The natural tendency of the human mind is to imprison itself inside thought tramlines.  We must not confine God’s purpose to being outworked in mega-church or house-church situations.  Look at Isaiah’s prophecy of God’s intention to restore ‘paths’ or ‘streets’ to live in.  Western society in its inordinate desire for privatism, seeks to live in the detached houses of present times rather than in close community life of previous generations. 

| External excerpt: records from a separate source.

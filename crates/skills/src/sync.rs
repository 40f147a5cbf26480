//! Install, update and uninstall generated skills under one install root.
//!
//! Every batch runs in two phases. The plan phase renders content, hashes it
//! and decides an outcome for each entry without writing anything. The apply
//! phase performs the planned writes and deletes, then persists the manifest
//! once. A failure on one entry is recorded on that entry and never aborts
//! the batch.

use std::{
    collections::HashSet,
    path::{Path, PathBuf},
};

use {
    chrono::Utc,
    jfp_common::fs::write_atomic,
    jfp_registry::{Bundle, Prompt, Registry},
    serde::Serialize,
    tracing::{debug, info, warn},
};

use crate::{
    diff::{format_diff, line_diff},
    error::Result,
    hash::{content_hash, file_hash},
    manifest::{
        EntryKind, Manifest, ManifestEntry, check_skill_modification, create_empty_manifest,
        read_manifest, write_manifest,
    },
    paths::{is_safe_id, skill_file_path},
    render::{is_generated_by_tool, render_bundle, render_prompt},
};

pub const REASON_NOT_FOUND_ON_DISK: &str = "not found on disk";
pub const REASON_NOT_GENERATED: &str = "not generated by this tool";
pub const REASON_USER_MODIFIED: &str = "user modifications detected";
pub const REASON_REMOVED_UPSTREAM: &str = "no longer in registry";
pub const REASON_UNKNOWN_ID: &str = "not found in registry";
pub const REASON_NOT_INSTALLED: &str = "not installed";
pub const REASON_UNSAFE_ID: &str = "unsafe skill id";
pub const REASON_ADOPTED: &str = "existing file matches, now tracked";

// ── Inputs ──────────────────────────────────────────────────────────────────

/// Rendered content for one catalog entry, ready to be written.
#[derive(Debug, Clone, PartialEq, Eq)]
pub struct SkillArtifact {
    pub id: String,
    pub kind: EntryKind,
    pub version: String,
    pub content: String,
}

impl SkillArtifact {
    pub fn from_prompt(prompt: &Prompt) -> Self {
        Self {
            id: prompt.id.clone(),
            kind: EntryKind::Single,
            version: prompt.version_or_default().to_string(),
            content: render_prompt(prompt),
        }
    }

    pub fn from_bundle(bundle: &Bundle, registry: &Registry) -> Self {
        Self {
            id: bundle.id.clone(),
            kind: EntryKind::Bundle,
            version: bundle.version_or_default().to_string(),
            content: render_bundle(bundle, &registry.prompts_for_bundle(bundle)),
        }
    }

    /// Current artifact for a tracked entry, `None` when upstream dropped it.
    pub fn lookup(registry: &Registry, id: &str, kind: EntryKind) -> Option<Self> {
        match kind {
            EntryKind::Single => registry.get_prompt(id).map(Self::from_prompt),
            EntryKind::Bundle => registry
                .get_bundle(id)
                .map(|b| Self::from_bundle(b, registry)),
        }
    }
}

/// Which catalog entries an install applies to.
#[derive(Debug, Clone, PartialEq, Eq)]
pub enum Selection {
    /// Prompt ids, falling back to bundle ids.
    Ids(Vec<String>),
    /// Every prompt in the catalog.
    All,
    /// One bundle, installed as a single combined skill.
    Bundle(String),
}

impl Selection {
    /// Resolve against `registry`. Unknown ids come back as `Err(id)`;
    /// duplicates are dropped.
    pub fn resolve(&self, registry: &Registry) -> Vec<std::result::Result<SkillArtifact, String>> {
        let mut seen = HashSet::new();
        let mut out = Vec::new();
        match self {
            Self::Ids(ids) => {
                for id in ids {
                    if !seen.insert(id.as_str()) {
                        continue;
                    }
                    let found = registry
                        .get_prompt(id)
                        .map(SkillArtifact::from_prompt)
                        .or_else(|| {
                            registry
                                .get_bundle(id)
                                .map(|b| SkillArtifact::from_bundle(b, registry))
                        });
                    out.push(found.ok_or_else(|| id.clone()));
                }
            },
            Self::All => {
                for prompt in &registry.prompts {
                    if seen.insert(prompt.id.as_str()) {
                        out.push(Ok(SkillArtifact::from_prompt(prompt)));
                    }
                }
            },
            Self::Bundle(id) => out.push(
                registry
                    .get_bundle(id)
                    .map(|b| SkillArtifact::from_bundle(b, registry))
                    .ok_or_else(|| id.clone()),
            ),
        }
        out
    }
}

#[derive(Debug, Clone, Copy, Default, PartialEq, Eq)]
pub struct SyncOptions {
    /// Overwrite or delete files even when they were edited or are foreign.
    pub force: bool,
    /// Decide everything, write nothing.
    pub dry_run: bool,
    /// Attach a line diff to `updated` results.
    pub diff: bool,
}

// ── Results ─────────────────────────────────────────────────────────────────

#[derive(Debug, Clone, Copy, PartialEq, Eq, Serialize)]
#[serde(rename_all = "lowercase")]
pub enum Outcome {
    Installed,
    Updated,
    Unchanged,
    Skipped,
    Failed,
    Removed,
}

#[derive(Debug, Clone, Serialize)]
pub struct EntryResult {
    pub id: String,
    #[serde(skip_serializing_if = "Option::is_none")]
    pub kind: Option<EntryKind>,
    pub outcome: Outcome,
    #[serde(skip_serializing_if = "Option::is_none")]
    pub reason: Option<String>,
    #[serde(skip_serializing_if = "Option::is_none")]
    pub path: Option<PathBuf>,
    #[serde(skip_serializing_if = "Option::is_none")]
    pub diff: Option<String>,
}

impl EntryResult {
    fn new(id: &str, kind: Option<EntryKind>, outcome: Outcome) -> Self {
        Self {
            id: id.to_string(),
            kind,
            outcome,
            reason: None,
            path: None,
            diff: None,
        }
    }

    fn reason(mut self, reason: impl Into<String>) -> Self {
        self.reason = Some(reason.into());
        self
    }

    fn path(mut self, path: &Path) -> Self {
        self.path = Some(path.to_path_buf());
        self
    }

    /// Skipped to protect a file the user edited or did not get from us.
    pub fn is_protected_skip(&self) -> bool {
        self.outcome == Outcome::Skipped
            && matches!(
                self.reason.as_deref(),
                Some(REASON_USER_MODIFIED | REASON_NOT_GENERATED)
            )
    }
}

#[derive(Debug, Clone, Copy, Default, PartialEq, Eq, Serialize)]
pub struct BatchCounts {
    pub installed: usize,
    pub updated: usize,
    pub unchanged: usize,
    pub skipped: usize,
    pub failed: usize,
    pub removed: usize,
}

#[derive(Debug, Clone, Serialize)]
pub struct BatchReport {
    pub root: PathBuf,
    pub dry_run: bool,
    pub results: Vec<EntryResult>,
    pub counts: BatchCounts,
    #[serde(skip_serializing_if = "Option::is_none")]
    pub manifest_warning: Option<String>,
}

impl BatchReport {
    fn new(root: &Path, dry_run: bool, results: Vec<EntryResult>) -> Self {
        let mut counts = BatchCounts::default();
        for r in &results {
            match r.outcome {
                Outcome::Installed => counts.installed += 1,
                Outcome::Updated => counts.updated += 1,
                Outcome::Unchanged => counts.unchanged += 1,
                Outcome::Skipped => counts.skipped += 1,
                Outcome::Failed => counts.failed += 1,
                Outcome::Removed => counts.removed += 1,
            }
        }
        Self {
            root: root.to_path_buf(),
            dry_run,
            results,
            counts,
            manifest_warning: None,
        }
    }

    pub fn get(&self, id: &str) -> Option<&EntryResult> {
        self.results.iter().find(|r| r.id == id)
    }

    /// False when anything failed, a protected file blocked a change or the
    /// manifest could not be saved.
    pub fn exit_ok(&self) -> bool {
        self.counts.failed == 0
            && self.manifest_warning.is_none()
            && !self.results.iter().any(EntryResult::is_protected_skip)
    }
}

/// State of one tracked skill on disk, for listings.
#[derive(Debug, Clone, Copy, PartialEq, Eq, Serialize)]
#[serde(rename_all = "lowercase")]
pub enum InstalledState {
    Ok,
    Modified,
    Missing,
}

#[derive(Debug, Clone, Serialize)]
pub struct InstalledSkill {
    #[serde(flatten)]
    pub entry: ManifestEntry,
    pub path: PathBuf,
    pub state: InstalledState,
}

// ── Planning ────────────────────────────────────────────────────────────────

enum Action {
    None,
    /// Write content (unless dry run) and record `entry`.
    Write {
        path: PathBuf,
        content: String,
        entry: ManifestEntry,
    },
    /// Record `entry` without touching the file.
    Track(ManifestEntry),
    /// Delete the file (if present) and forget the entry.
    Delete { path: PathBuf, id: String },
}

struct Planned {
    result: EntryResult,
    action: Action,
}

impl Planned {
    fn only(result: EntryResult) -> Self {
        Self {
            result,
            action: Action::None,
        }
    }
}

#[derive(Clone, Copy, PartialEq, Eq)]
enum Mode {
    Install,
    Update,
}

// ── Syncer ──────────────────────────────────────────────────────────────────

/// Synchronizes one install root (`<root>/manifest.json` + `<root>/<id>/SKILL.md`).
#[derive(Debug, Clone)]
pub struct SkillSyncer {
    root: PathBuf,
    tool_version: String,
}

My childhood and up-bringing was in a terrace house (town house) in a street with 42 houses on one side and 40 on the other.  In this context with the close proximity of life you discovered a largeness to your family beyond the few that lived in your house; the extended family included deep relationships with many others in the street.  There was a mutual concern and regard for the welfare of each other; each family was its neighbour’s keeper.  Life tended to be one of shared experience even to the passing on of packages of clothes from one family to another as they were outgrown by the children.  Excitement and happenings in one home would be shared with the street; often in celebration there were street parties much as today in some areas you have street carnivals.  Equally, where grief came to a home it could not come to one alone but came to the many.  Children who were aspiring in education for better things were not simply encouraged by father and mother, but by many other uncles, aunts and friends in the street.  In time of need no one was alone, the street in which you lived was a living community of which you were part.  Isaiah’s prophecy of the end times is that the church in all its growth will rediscover this sense of intimacy of life together.  In this sense what Jesus spoke of as being his experience of nakedness, hunger, the aloneness of prisons, etc., was the consequence of the way the least of his people was treated, and supports Isaiah’s prophecy of the community of God.